Available records:
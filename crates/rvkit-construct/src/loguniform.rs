//! Log-uniform distribution constructors.

use rvkit_core::{Error, QuantilePair, Result};
use rvkit_dists::FrozenDistribution;
use serde::{Deserialize, Serialize};

use crate::uniform::extrapolate_to_unit;

/// Mutually exclusive parameterizations of the log-uniform family.
///
/// Exactly one of the two recognized combinations must be populated:
/// the extrema `a` with `b`, or `quantiles`.
#[derive(Debug, Clone, Copy, Default, Serialize, Deserialize)]
pub struct LoguniformSpec {
    /// One extremum of the support; strictly positive.
    pub a: Option<f64>,
    /// The other extremum of the support; strictly positive.
    pub b: Option<f64>,
    /// Two quantile constraints.
    pub quantiles: Option<QuantilePair>,
}

impl LoguniformSpec {
    /// Direct parameterization from the extrema, in either order.
    pub fn extrema(a: f64, b: f64) -> Self {
        Self { a: Some(a), b: Some(b), quantiles: None }
    }

    /// Quantile parameterization.
    pub fn quantiles(quantiles: QuantilePair) -> Self {
        Self { quantiles: Some(quantiles), ..Self::default() }
    }
}

/// Create a frozen log-uniform distribution.
///
/// # Errors
///
/// Returns [`Error::Specification`] for any parameter combination other
/// than exactly `a` + `b` or exactly `quantiles`, and [`Error::Domain`] for
/// non-positive bounds or quantile values.
pub fn loguniform(spec: LoguniformSpec) -> Result<FrozenDistribution> {
    match (spec.a, spec.b, spec.quantiles) {
        (Some(a), Some(b), None) => from_extrema(a, b),
        (None, None, Some(quantiles)) => from_quantiles(&quantiles),
        _ => Err(Error::Specification(
            "you must specify either the extrema `a` and `b`, or `quantiles`".to_string(),
        )),
    }
}

/// Log-uniform distribution over the extrema, in either order.
pub fn from_extrema(a: f64, b: f64) -> Result<FrozenDistribution> {
    FrozenDistribution::loguniform(a, b)
}

/// Log-uniform distribution matching two quantile constraints.
///
/// The interpolation runs in `(p, ln x)` space — the corresponding uniform
/// lives on the log scale — and the extrapolated log-bounds are
/// exponentiated back.
pub fn from_quantiles(quantiles: &QuantilePair) -> Result<FrozenDistribution> {
    for (_, x) in [quantiles.lo(), quantiles.hi()] {
        if x <= 0.0 {
            return Err(Error::Domain(format!(
                "log-uniform quantile values must be strictly positive, got {x}"
            )));
        }
    }
    let logged = quantiles.map_values(f64::ln);
    let (log_lo, log_hi) = extrapolate_to_unit(&logged);
    from_extrema(log_lo.exp(), log_hi.exp())
}
//! # rvkit-dists
//!
//! Distribution engines missing from the statrs family — the two-piece
//! uniform, the certainty (point-mass) distribution, the log-uniform, and
//! the PERT family — plus [`FrozenDistribution`], which binds one parameter
//! set of one family to the generic
//! `pdf`/`cdf`/`ppf`/`rvs`/`mean`/`var`/`support` protocol.
//!
//! Each engine is a stateless set of closed-form functions over validated
//! parameters; the statrs `Continuous`/`ContinuousCDF`/`Distribution` trait
//! impls are thin bindings over those functions.

#![warn(missing_docs)]
#![warn(clippy::all)]

pub mod certainty;
pub mod frozen;
pub mod log_uniform;
pub mod pert;
pub mod two_piece_uniform;

pub use certainty::Certainty;
pub use frozen::{Family, FrozenDistribution};
pub use log_uniform::LogUniform;
pub use pert::Pert;
pub use two_piece_uniform::{argcheck, TwoPieceUniform};
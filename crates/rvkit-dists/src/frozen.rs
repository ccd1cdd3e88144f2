//! Frozen distribution objects.
//!
//! A [`FrozenDistribution`] is one parameter set of one family bound to the
//! generic `pdf`/`cdf`/`ppf`/`rvs`/`mean`/`var`/`support` protocol. The
//! [`Family`] tag is carried alongside the kernel so consumers can branch on
//! family identity without inspecting internals.

use rand::distr::Uniform as RandUniform;
use rand::Rng;
use rand_distr::{Beta as RandBeta, LogNormal as RandLogNormal, Normal as RandNormal};
use rvkit_core::{Error, Result};
use serde::{Deserialize, Serialize};
use statrs::distribution::{Beta, Continuous, ContinuousCDF, LogNormal, Normal, Uniform};
use statrs::statistics::{Distribution as Moments, Max, Min};

use crate::certainty::Certainty;
use crate::log_uniform::LogUniform;
use crate::pert::Pert;
use crate::two_piece_uniform::TwoPieceUniform;

/// Distribution family tag, carried by every [`FrozenDistribution`].
#[derive(Debug, Clone, Copy, PartialEq, Eq, Hash, Serialize, Deserialize)]
pub enum Family {
    /// Normal distribution.
    Norm,
    /// Log-normal distribution.
    LogNorm,
    /// Beta distribution.
    Beta,
    /// Uniform distribution.
    Uniform,
    /// Log-uniform (reciprocal) distribution.
    LogUniform,
    /// Two-piece uniform distribution (includes the halves-uniform).
    TwoPieceUniform,
    /// Certainty (point-mass) distribution.
    Certainty,
    /// PERT / modified PERT distribution.
    Pert,
}

#[derive(Debug, Clone)]
enum Kernel {
    Norm { dist: Normal, mean: f64, sd: f64 },
    LogNorm { dist: LogNormal, mu: f64, sigma: f64 },
    Beta { dist: Beta, alpha: f64, beta: f64 },
    Uniform { dist: Uniform, lo: f64, hi: f64 },
    LogUniform(LogUniform),
    TwoPieceUniform(TwoPieceUniform),
    Certainty(Certainty),
    Pert(Pert),
}
//! Uniform distribution constructors.

use rvkit_core::{Error, QuantilePair, Result};
use rvkit_dists::FrozenDistribution;
use serde::{Deserialize, Serialize};

/// Mutually exclusive parameterizations of the uniform family.
///
/// Exactly one of the two recognized combinations must be populated:
/// the extrema `a` with `b`, or `quantiles`.
#[derive(Debug, Clone, Copy, Default, Serialize, Deserialize)]
pub struct UniformSpec {
    /// One extremum of the support.
    pub a: Option<f64>,
    /// The other extremum of the support.
    pub b: Option<f64>,
    /// Two quantile constraints.
    pub quantiles: Option<QuantilePair>,
}

impl UniformSpec {
    /// Direct parameterization from the extrema, in either order.
    pub fn extrema(a: f64, b: f64) -> Self {
        Self { a: Some(a), b: Some(b), quantiles: None }
    }

    /// Quantile parameterization.
    pub fn quantiles(quantiles: QuantilePair) -> Self {
        Self { quantiles: Some(quantiles), ..Self::default() }
    }
}

/// Create a frozen uniform distribution.
///
/// # Errors
///
/// Returns [`Error::Specification`] for any parameter combination other
/// than exactly `a` + `b` or exactly `quantiles`.
pub fn uniform(spec: UniformSpec) -> Result<FrozenDistribution> {
    match (spec.a, spec.b, spec.quantiles) {
        (Some(a), Some(b), None) => from_extrema(a, b),
        (None, None, Some(quantiles)) => from_quantiles(&quantiles),
        _ => Err(Error::Specification(
            "you must specify either the extrema `a` and `b`, or `quantiles`".to_string(),
        )),
    }
}

/// Uniform distribution over the extrema, in either order (`a` need not be
/// less than `b`).
pub fn from_extrema(a: f64, b: f64) -> Result<FrozenDistribution> {
    FrozenDistribution::uniform(a, b)
}

/// Uniform distribution matching two quantile constraints: the two points
/// are interpolated linearly and extrapolated to probabilities 0 and 1 to
/// obtain the bounds.
pub fn from_quantiles(quantiles: &QuantilePair) -> Result<FrozenDistribution> {
    let (lo, hi) = extrapolate_to_unit(quantiles);
    from_extrema(lo, hi)
}

// Line through the two (p, x) points, evaluated at p = 0 and p = 1. The
// probabilities are distinct by QuantilePair's invariant.
pub(crate) fn extrapolate_to_unit(quantiles: &QuantilePair) -> (f64, f64) {
    let (p1, x1) = quantiles.lo();
    let (p2, x2) = quantiles.hi();
    let slope = (x2 - x1) / (p2 - p1);
    (x1 - p1 * slope, x1 + (1.0 - p1) * slope)
}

Required action:
Restate the records above verbatim up to and including the line containing "other extremum of the support; strictly positive.".

Answer box:
filename crates/rvkit-construct/src/loguniform.rs
//! Log-uniform distribution constructors.

use rvkit_core::{Error, QuantilePair, Result};
use rvkit_dists::FrozenDistribution;
use serde::{Deserialize, Serialize};

use crate::uniform::extrapolate_to_unit;

/// Mutually exclusive parameterizations of the log-uniform family.
///
/// Exactly one of the two recognized combinations must be populated:
/// the extrema `a` with `b`, or `quantiles`.
#[derive(Debug, Clone, Copy, Default, Serialize, Deserialize)]
pub struct LoguniformSpec {
    /// One extremum of the support; strictly positive.
    pub a: Option<f64>,
    /// The other extremum of the support; strictly positive.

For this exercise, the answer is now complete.